Previous guidelines only required experts' conflict-of-interest waivers to describe the type and magnitude of an individual's financial ties to a company or institution and be posted online.
FDA often has difficulty finding experts to consult on certain highly specialized regulatory issues, according to CQ HealthBeat. The agency caps the proportion of advisory members with conflicts of interest at 13% and currently just 5% have such conflicts. About one-third of the 618 positions on FDA's advisory committees are unfilled.
FDA Commissioner Margaret Hamburg on Wednesday released a letter listing three ways in which the agency can "minimize concerns when needed experts may have a conflict of interest." They call for:
- Considering the nature of the conflict of interest and appropriately weighing its effect;
- Considering the type of expert advice the agency is seeking;
- Justifying waiver recommendations, including a description of the search for other experts without conflicts of interest and an explanation for why an expert's participation is essential (Reichard, CQ HealthBeat, 4/21).
Physician Groups Release New Conflict of Interest Code
In related news, the Council of Medical Specialty Societies has released a new ethics code in an attempt to limit drugmakers' and device makers' influence over patient care, the AP/Miami Herald reports.

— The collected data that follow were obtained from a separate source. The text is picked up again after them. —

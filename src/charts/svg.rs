use crate::charts::renderer::{ChartRenderer, color_hex};
use crate::core::error::RenderError;
use crate::core::types::{ColorCounts, ColorPercentages, ManaCurve};
use base64::Engine;
use base64::prelude::*;
use std::fmt::{self, Write};

const FONT: &str = "DejaVu Sans, Arial, sans-serif";

/// Base64 SVG charts for clients that can display vector images.
#[derive(Default)]
pub struct SvgChartRenderer;

impl SvgChartRenderer {
    pub fn new() -> Self {
        Self
    }
}

impl ChartRenderer for SvgChartRenderer {
    fn media_type(&self) -> &'static str {
        "image/svg+xml"
    }

    fn color_pie(&self, counts: &ColorCounts) -> Result<String, RenderError> {
        color_pie_document(counts).map(|svg| BASE64_STANDARD.encode(svg))
    }

    fn mana_curve_bar(&self, curve: &ManaCurve) -> Result<String, RenderError> {
        mana_curve_document(curve).map(|svg| BASE64_STANDARD.encode(svg))
    }

    fn color_breakdown(&self, percentages: &ColorPercentages) -> Result<String, RenderError> {
        color_breakdown_document(percentages).map(|svg| BASE64_STANDARD.encode(svg))
    }
}

pub(crate) const PIE_CHART: &str = "color identity";
pub(crate) const CURVE_CHART: &str = "mana curve";
pub(crate) const BREAKDOWN_CHART: &str = "color breakdown";

/// Raw SVG document for the color identity pie.
pub fn color_pie_document(counts: &ColorCounts) -> Result<String, RenderError> {
    if counts.values().all(|v| *v == 0) {
        return Err(RenderError::Unavailable(PIE_CHART));
    }
    pie_svg(counts).map_err(|source| RenderError::Failed {
        chart: PIE_CHART,
        source,
    })
}

pub fn mana_curve_document(curve: &ManaCurve) -> Result<String, RenderError> {
    if curve.is_empty() {
        return Err(RenderError::Unavailable(CURVE_CHART));
    }
    curve_svg(curve).map_err(|source| RenderError::Failed {
        chart: CURVE_CHART,
        source,
    })
}

pub fn color_breakdown_document(percentages: &ColorPercentages) -> Result<String, RenderError> {
    if percentages.is_empty() {
        return Err(RenderError::Unavailable(BREAKDOWN_CHART));
    }
    breakdown_svg(percentages).map_err(|source| RenderError::Failed {
        chart: BREAKDOWN_CHART,
        source,
    })
}

fn open(svg: &mut String, width: f64, height: f64, title: &str) -> fmt::Result {
    write!(
        svg,
        r#"<svg xmlns="http://www.w3.org/2000/svg" width="{width}" height="{height}" viewBox="0 0 {width} {height}" font-family="{FONT}">"#
    )?;
    write!(svg, r#"<rect width="100%" height="100%" fill="white"/>"#)?;
    write!(
        svg,
        r#"<text x="{:.1}" y="40" font-size="22" text-anchor="middle">{title}</text>"#,
        width / 2.0
    )
}

/// Screen point at `deg` degrees counter-clockwise from 3 o'clock.
fn polar(cx: f64, cy: f64, r: f64, deg: f64) -> (f64, f64) {
    let rad = deg.to_radians();
    (cx + r * rad.cos(), cy - r * rad.sin())
}

fn pie_svg(counts: &ColorCounts) -> Result<String, fmt::Error> {
    let (width, height) = (1000.0, 800.0);
    let (cx, cy, r) = (500.0, 430.0, 300.0);
    let total: u64 = counts.values().sum();

    let mut svg = String::new();
    open(
        &mut svg,
        width,
        height,
        "Deck Color Identity Distribution (Per Nonland Card)",
    )?;

    // slices run counter-clockwise from 12 o'clock
    let mut start = 90.0_f64;
    for (color, value) in counts.iter().filter(|(_, v)| **v > 0) {
        let fraction = *value as f64 / total as f64;
        let sweep = fraction * 360.0;
        let end = start + sweep;
        let fill = color_hex(*color);

        if fraction >= 1.0 {
            write!(
                svg,
                r#"<circle cx="{cx}" cy="{cy}" r="{r}" fill="{fill}" stroke="black" stroke-width="0.5"/>"#
            )?;
        } else {
            let (x0, y0) = polar(cx, cy, r, start);
            let (x1, y1) = polar(cx, cy, r, end);
            let large_arc = u8::from(sweep > 180.0);
            write!(
                svg,
                r#"<path d="M {cx} {cy} L {x0:.2} {y0:.2} A {r} {r} 0 {large_arc} 0 {x1:.2} {y1:.2} Z" fill="{fill}" stroke="black" stroke-width="0.5"/>"#
            )?;
        }

        let mid = start + sweep / 2.0;
        let (lx, ly) = polar(cx, cy, r * 1.1, mid);
        let (px, py) = polar(cx, cy, r * 0.6, mid);
        write!(
            svg,
            r#"<text x="{lx:.2}" y="{ly:.2}" font-size="16" text-anchor="middle" dominant-baseline="middle">{}</text>"#,
            color.code()
        )?;
        write!(
            svg,
            r#"<text x="{px:.2}" y="{py:.2}" font-size="16" text-anchor="middle" dominant-baseline="middle">{:.1}%</text>"#,
            fraction * 100.0
        )?;

        start = end;
    }

    svg.push_str("</svg>");
    Ok(svg)
}

/// Smallest 1/2/5 x 10^k step giving at most ~5 ticks up to `max`.
fn tick_step(max: u64) -> u64 {
    let raw = max.div_ceil(5).max(1);
    let mut magnitude = 1;
    loop {
        for m in [1, 2, 5] {
            if m * magnitude >= raw {
                return m * magnitude;
            }
        }
        magnitude *= 10;
    }
}

/// Blue -> light gray -> red, `t` in [0, 1].
fn coolwarm(t: f64) -> String {
    const COOL: (f64, f64, f64) = (59.0, 76.0, 192.0);
    const MID: (f64, f64, f64) = (221.0, 221.0, 221.0);
    const WARM: (f64, f64, f64) = (180.0, 4.0, 38.0);

    let t = t.clamp(0.0, 1.0);
    let (a, b, u) = if t < 0.5 {
        (COOL, MID, t * 2.0)
    } else {
        (MID, WARM, (t - 0.5) * 2.0)
    };
    let mix = |x: f64, y: f64| (x + (y - x) * u).round() as u8;
    format!("#{:02X}{:02X}{:02X}", mix(a.0, b.0), mix(a.1, b.1), mix(a.2, b.2))
}

fn curve_svg(curve: &ManaCurve) -> Result<String, fmt::Error> {
    let (width, height) = (1200.0, 600.0);
    let (left, right, top, bottom) = (90.0, 30.0, 70.0, 80.0);
    let plot_w = width - left - right;
    let plot_h = height - top - bottom;
    let baseline = top + plot_h;

    let max = curve.values().copied().max().unwrap_or(0).max(1);
    let step = tick_step(max);
    let y_top = max.div_ceil(step) * step;
    let y_of = |v: u64| baseline - v as f64 / y_top as f64 * plot_h;

    let mut svg = String::new();
    open(
        &mut svg,
        width,
        height,
        "Mana Curve (Converted Mana Cost Distribution of Spells)",
    )?;

    let mut tick = 0;
    while tick <= y_top {
        let y = y_of(tick);
        write!(
            svg,
            r##"<line x1="{left}" y1="{y:.2}" x2="{:.2}" y2="{y:.2}" stroke="#B0B0B0" stroke-dasharray="6 4" stroke-opacity="0.7"/>"##,
            left + plot_w
        )?;
        write!(
            svg,
            r#"<text x="{:.2}" y="{y:.2}" font-size="13" text-anchor="end" dominant-baseline="middle">{tick}</text>"#,
            left - 8.0
        )?;
        tick += step;
    }

    let n = curve.len();
    let slot = plot_w / n as f64;
    let bar_w = slot * 0.8;
    for (i, (cmc, count)) in curve.iter().enumerate() {
        let t = if n > 1 { i as f64 / (n - 1) as f64 } else { 0.5 };
        let x = left + slot * i as f64 + (slot - bar_w) / 2.0;
        let y = y_of(*count);
        write!(
            svg,
            r#"<rect x="{x:.2}" y="{y:.2}" width="{bar_w:.2}" height="{:.2}" fill="{}" stroke="black"/>"#,
            baseline - y,
            coolwarm(t)
        )?;
        write!(
            svg,
            r#"<text x="{:.2}" y="{:.2}" font-size="13" text-anchor="middle">{cmc}</text>"#,
            x + bar_w / 2.0,
            baseline + 20.0
        )?;
    }

    write!(
        svg,
        r#"<line x1="{left}" y1="{baseline}" x2="{:.2}" y2="{baseline}" stroke="black"/>"#,
        left + plot_w
    )?;
    write!(
        svg,
        r#"<text x="{:.2}" y="{:.2}" font-size="18" text-anchor="middle">Converted Mana Cost (CMC)</text>"#,
        left + plot_w / 2.0,
        height - 20.0
    )?;
    write!(
        svg,
        r#"<text x="25" y="{:.2}" font-size="18" text-anchor="middle" transform="rotate(-90 25 {:.2})">Number of Spells</text>"#,
        top + plot_h / 2.0,
        top + plot_h / 2.0
    )?;

    svg.push_str("</svg>");
    Ok(svg)
}

fn breakdown_svg(percentages: &ColorPercentages) -> Result<String, fmt::Error> {
    let (width, height) = (1000.0, 400.0);
    let (left, right, top, bottom) = (40.0, 160.0, 70.0, 80.0);
    let plot_w = width - left - right;
    let plot_h = height - top - bottom;
    let baseline = top + plot_h;
    let bar_h = plot_h * 0.5;
    let bar_y = top + (plot_h - bar_h) / 2.0;
    let x_of = |pct: f64| left + pct.clamp(0.0, 100.0) / 100.0 * plot_w;

    let mut svg = String::new();
    open(
        &mut svg,
        width,
        height,
        "Color Identity Breakdown (Percentage of Total Identity)",
    )?;

    // stacked in WUBRG-C order
    let mut acc = 0.0_f64;
    for (color, pct) in percentages {
        let x0 = x_of(acc);
        let x1 = x_of(acc + *pct);
        write!(
            svg,
            r#"<rect x="{x0:.2}" y="{bar_y:.2}" width="{:.2}" height="{bar_h:.2}" fill="{}" stroke="black" stroke-width="0.5"/>"#,
            x1 - x0,
            color_hex(*color)
        )?;
        acc += *pct;
    }

    for tick in (0..=100).step_by(10) {
        let x = x_of(tick as f64);
        write!(
            svg,
            r#"<line x1="{x:.2}" y1="{baseline}" x2="{x:.2}" y2="{:.2}" stroke="black"/>"#,
            baseline + 5.0
        )?;
        write!(
            svg,
            r#"<text x="{x:.2}" y="{:.2}" font-size="13" text-anchor="middle">{tick}</text>"#,
            baseline + 20.0
        )?;
    }
    write!(
        svg,
        r#"<line x1="{left}" y1="{baseline}" x2="{:.2}" y2="{baseline}" stroke="black"/>"#,
        left + plot_w
    )?;
    write!(
        svg,
        r#"<text x="{:.2}" y="{:.2}" font-size="18" text-anchor="middle">Percentage of Deck Color Identity</text>"#,
        left + plot_w / 2.0,
        height - 20.0
    )?;

    let legend_x = left + plot_w + 25.0;
    write!(
        svg,
        r#"<text x="{legend_x:.2}" y="{top}" font-size="15">Color</text>"#
    )?;
    for (i, color) in percentages.keys().enumerate() {
        let y = top + 15.0 + i as f64 * 24.0;
        write!(
            svg,
            r#"<rect x="{legend_x:.2}" y="{y:.2}" width="18" height="14" fill="{}" stroke="black" stroke-width="0.5"/>"#,
            color_hex(*color)
        )?;
        write!(
            svg,
            r#"<text x="{:.2}" y="{:.2}" font-size="14">{}</text>"#,
            legend_x + 26.0,
            y + 12.0,
            color.code()
        )?;
    }

    svg.push_str("</svg>");
    Ok(svg)
}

The council is made up of 650,000 members from 32 medical societies, including the American College of Physicians and the American College of Cardiology.
The new guidelines require groups to:
- Publicly disclose industry support received;
- Decline industry funding for developing medical practice guidelines and require most members to severe financial ties to the industry;
- Disclose leaders' and board members' financial interests in companies; and
- Ban company and product names and logos from products and free giveaways at conferences.
In addition, the code requires medical society leaders and journal editors to forgo consulting deals or financial ties to the industry.
Fourteen of the council's groups already have adopted the code, including the American Society of Clinical Oncology and the College of Physicians, with the rest of the members planning to adopt the guidelines by the end of the year (Marchione, AP/Miami Herald, 4/21).